== Supplied records ==

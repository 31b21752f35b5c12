//! Identity bindings: verified claims, request ID, and site ID.

use std::sync::Arc;

use super::{Binding, RequestContext, Slot};
use crate::auth::Claims;

impl RequestContext {
    /// Bind the claims of a verified token.
    ///
    /// A second binding shadows the first. When the two disagree on subject
    /// or instance, the replacement is logged.
    #[must_use]
    pub fn bind_verified_token(&self, claims: Claims) -> Self {
        if let Some(previous) = self.claims() {
            if previous.sub != claims.sub || previous.instance_id != claims.instance_id {
                tracing::warn!(
                    request_id = %self.request_id(),
                    previous_sub = %previous.sub,
                    sub = %claims.sub,
                    "verified token rebound with a different identity"
                );
            }
        }
        self.derive(Binding::Claims(Arc::new(claims)))
    }

    /// Claims of the authenticated caller. `None` means unauthenticated.
    #[must_use]
    pub fn claims(&self) -> Option<&Claims> {
        match self.lookup(Slot::Claims)? {
            Binding::Claims(claims) => Some(claims),
            _ => None,
        }
    }

    #[must_use]
    pub fn bind_request_id(&self, id: impl Into<Arc<str>>) -> Self {
        self.derive(Binding::RequestId(id.into()))
    }

    /// Correlation ID for this request, or `""` when none was assigned.
    #[must_use]
    pub fn request_id(&self) -> &str {
        self.lookup_str(Slot::RequestId).unwrap_or_default()
    }

    #[must_use]
    pub fn bind_site_id(&self, id: impl Into<Arc<str>>) -> Self {
        self.derive(Binding::SiteId(id.into()))
    }

    /// Downstream site identifier of the tenant, or `""`.
    #[must_use]
    pub fn site_id(&self) -> &str {
        self.lookup_str(Slot::SiteId).unwrap_or_default()
    }
}
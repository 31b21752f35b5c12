//! Configuration validation with detailed error reporting.
//!
//! The [`validate`] function checks a parsed [`GatewayConfig`] for
//! structural errors such as a missing JWT secret, empty or duplicate
//! instance IDs, bad provider names, and malformed endpoint URLs.
//! Returns a list of [`ValidationError`] values with per-field suggestions.

use std::collections::HashSet;

use url::Url;

use super::model::GatewayConfig;
use crate::error::ValidationError;

/// Validate a provider path segment. Returns `Ok(())` or a human-readable error.
pub fn validate_provider(provider: &str) -> Result<(), String> {
    if provider.is_empty() {
        return Err("provider cannot be empty".into());
    }
    if provider.contains('/') {
        return Err(format!(
            "provider must be a single path segment, got '{provider}'"
        ));
    }
    Ok(())
}

/// Validate an upstream endpoint URL. Returns `Ok(())` or a human-readable error.
pub fn validate_endpoint(endpoint: &str) -> Result<(), String> {
    match Url::parse(endpoint) {
        Ok(parsed) => {
            let scheme = parsed.scheme();
            if scheme != "http" && scheme != "https" {
                Err(format!(
                    "unsupported scheme '{scheme}' (expected http or https)"
                ))
            } else if parsed.cannot_be_a_base() {
                Err(format!("'{endpoint}' cannot be used as a base URL"))
            } else {
                Ok(())
            }
        }
        Err(_) => Err(format!("'{endpoint}' is not a valid URL")),
    }
}

pub fn validate(config: &GatewayConfig) -> Result<(), Vec<ValidationError>> {
    let mut errors = Vec::new();

    if config.jwt.secret.is_empty() {
        errors.push(ValidationError {
            instance: "(root)".into(),
            field: "jwt.secret".into(),
            message: "a token signing secret is required".into(),
            suggestion: Some("set jwt.secret or GATEHOUSE_JWT_SECRET".into()),
        });
    }

    if config.instances.is_empty() {
        errors.push(ValidationError {
            instance: "(root)".into(),
            field: "instances".into(),
            message: "at least one instance must be defined".into(),
            suggestion: None,
        });
        return Err(errors);
    }

    let mut seen_ids = HashSet::new();

    for (i, instance) in config.instances.iter().enumerate() {
        let instance_id = if instance.id.is_empty() {
            format!("instances[{i}]")
        } else {
            instance.id.clone()
        };

        if instance.id.is_empty() {
            errors.push(ValidationError {
                instance: instance_id.clone(),
                field: "id".into(),
                message: "id cannot be empty".into(),
                suggestion: None,
            });
        } else if !seen_ids.insert(instance.id.as_str()) {
            errors.push(ValidationError {
                instance: instance_id.clone(),
                field: "id".into(),
                message: "duplicate instance id".into(),
                suggestion: None,
            });
        }

        if let Err(msg) = validate_provider(&instance.provider) {
            errors.push(ValidationError {
                instance: instance_id.clone(),
                field: "provider".into(),
                message: msg,
                suggestion: instance
                    .provider
                    .split('/')
                    .find(|s| !s.is_empty())
                    .map(|s| format!("did you mean '{s}'?")),
            });
        }

        if let Err(msg) = validate_endpoint(&instance.endpoint) {
            errors.push(ValidationError {
                instance: instance_id.clone(),
                field: "endpoint".into(),
                message: msg,
                suggestion: None,
            });
        }

        let mut seen_roles = HashSet::new();
        for role in &instance.roles {
            if role.is_empty() {
                errors.push(ValidationError {
                    instance: instance_id.clone(),
                    field: "roles".into(),
                    message: "role names cannot be empty".into(),
                    suggestion: None,
                });
            } else if !seen_roles.insert(role.as_str()) {
                errors.push(ValidationError {
                    instance: instance_id.clone(),
                    field: "roles".into(),
                    message: format!("duplicate role '{role}'"),
                    suggestion: None,
                });
            }
        }
    }

    if errors.is_empty() {
        Ok(())
    } else {
        Err(errors)
    }
}

#[must_use]
pub fn format_validation_report(path: &str, config: &GatewayConfig) -> String {
    let mut lines = vec![format!("  {} instances\n", config.instances.len())];

    for instance in &config.instances {
        let pool_size = crate::context::credential::split_pool(&instance.access_tokens).len();
        let timeout = instance.timeout.map_or_else(
            || format!("{}ms (default)", config.defaults.timeout),
            |t| format!("{t}ms"),
        );
        let roles = if instance.roles.is_empty() {
            "any".to_string()
        } else {
            instance.roles.join(", ")
        };

        lines.push(format!(
            "  {}  /{}/* -> {}",
            instance.id, instance.provider, instance.endpoint,
        ));
        lines.push(format!("    credentials: {pool_size}"));
        lines.push(format!("    roles:       {roles}"));
        lines.push(format!("    timeout:     {timeout}"));
        if instance.webhook_secret.is_some() {
            lines.push("    signing:     enabled".to_string());
        }
    }

    format!("{} is valid\n{}", path, lines.join("\n"))
}
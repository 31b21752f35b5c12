//! Unified error types for gatehouse.
//!
//! Defines [`GatewayError`] (startup, config, and CLI failures),
//! [`ValidationError`] for config validation failures, and [`ProxyError`]
//! for per-request failures in the gateway pipeline. All use `thiserror`
//! for `Display` and `Error` derives. [`ProxyError`] also renders itself as
//! an HTTP response tagged with the request ID.

use std::path::PathBuf;

use axum::http::StatusCode;
use axum::response::{IntoResponse, Response};
use axum::Json;

#[derive(Debug, Clone)]
pub struct ValidationError {
    pub instance: String,
    pub field: String,
    pub message: String,
    pub suggestion: Option<String>,
}

impl std::fmt::Display for ValidationError {
    fn fmt(&self, f: &mut std::fmt::Formatter<'_>) -> std::fmt::Result {
        write!(
            f,
            "  instance {}: {}: {}",
            self.instance, self.field, self.message
        )?;
        if let Some(ref suggestion) = self.suggestion {
            write!(f, " ({suggestion})")?;
        }
        Ok(())
    }
}

impl std::error::Error for ValidationError {}

fn format_errors(errors: &[ValidationError]) -> String {
    use std::fmt::Write;
    let mut buf = String::new();
    for (i, e) in errors.iter().enumerate() {
        if i > 0 {
            buf.push('\n');
        }
        // write! to String is infallible (only fails on OOM which is unrecoverable)
        let _ = write!(buf, "{e}");
    }
    buf
}

#[derive(Debug, thiserror::Error)]
#[non_exhaustive]
pub enum GatewayError {
    #[error("No config source found.\n\n  {hint}")]
    NoConfigSource { hint: String },

    #[error("Config file not found: {}", path.display())]
    ConfigFileNotFound { path: PathBuf },

    #[error("Config parse error in {path}:\n  {source}")]
    ConfigParse {
        path: String,
        #[source]
        source: Box<dyn std::error::Error + Send + Sync>,
    },

    #[error("Config validation failed:\n{}", format_errors(.errors))]
    ConfigValidation { errors: Vec<ValidationError> },

    #[error("Unsupported config format: '{0}'")]
    UnsupportedFormat(String),

    #[error("Invalid address: {0}")]
    AddressParse(#[from] std::net::AddrParseError),

    #[error("{0}")]
    Io(#[from] std::io::Error),
}

/// A request that could not be forwarded.
#[derive(Debug, thiserror::Error)]
#[non_exhaustive]
pub enum ProxyError {
    #[error("missing bearer token")]
    MissingToken,

    #[error("{0}")]
    InvalidToken(&'static str),

    #[error("instance '{0}' is not configured")]
    UnknownInstance(String),

    #[error("token does not grant access to this instance")]
    Forbidden,

    #[error("no upstream route for this path")]
    NoRoute,

    #[error("no upstream credential available")]
    NoCredential,

    #[error("upstream request failed")]
    Upstream,

    #[error("upstream request timed out")]
    Timeout,

    #[error("internal gateway error")]
    Internal,
}

impl ProxyError {
    #[must_use]
    pub const fn status(&self) -> StatusCode {
        match self {
            Self::MissingToken | Self::InvalidToken(_) => StatusCode::UNAUTHORIZED,
            Self::Forbidden => StatusCode::FORBIDDEN,
            Self::UnknownInstance(_) | Self::NoRoute => StatusCode::NOT_FOUND,
            Self::NoCredential | Self::Upstream => StatusCode::BAD_GATEWAY,
            Self::Timeout => StatusCode::GATEWAY_TIMEOUT,
            Self::Internal => StatusCode::INTERNAL_SERVER_ERROR,
        }
    }

    /// Render with the request ID so callers can correlate with gateway logs.
    #[must_use]
    pub fn into_response_for(self, request_id: &str) -> Response {
        let status = self.status();
        let mut response = (
            status,
            Json(serde_json::json!({
                "error": self.to_string(),
                "request_id": request_id,
            })),
        )
            .into_response();
        if matches!(self, Self::MissingToken | Self::InvalidToken(_)) {
            response.headers_mut().insert(
                axum::http::header::WWW_AUTHENTICATE,
                axum::http::HeaderValue::from_static("Bearer"),
            );
        }
        response
    }
}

===

Which lines above contain the word "RequestContext"? List them.

use super::{Binding, RequestContext, Slot};
impl RequestContext {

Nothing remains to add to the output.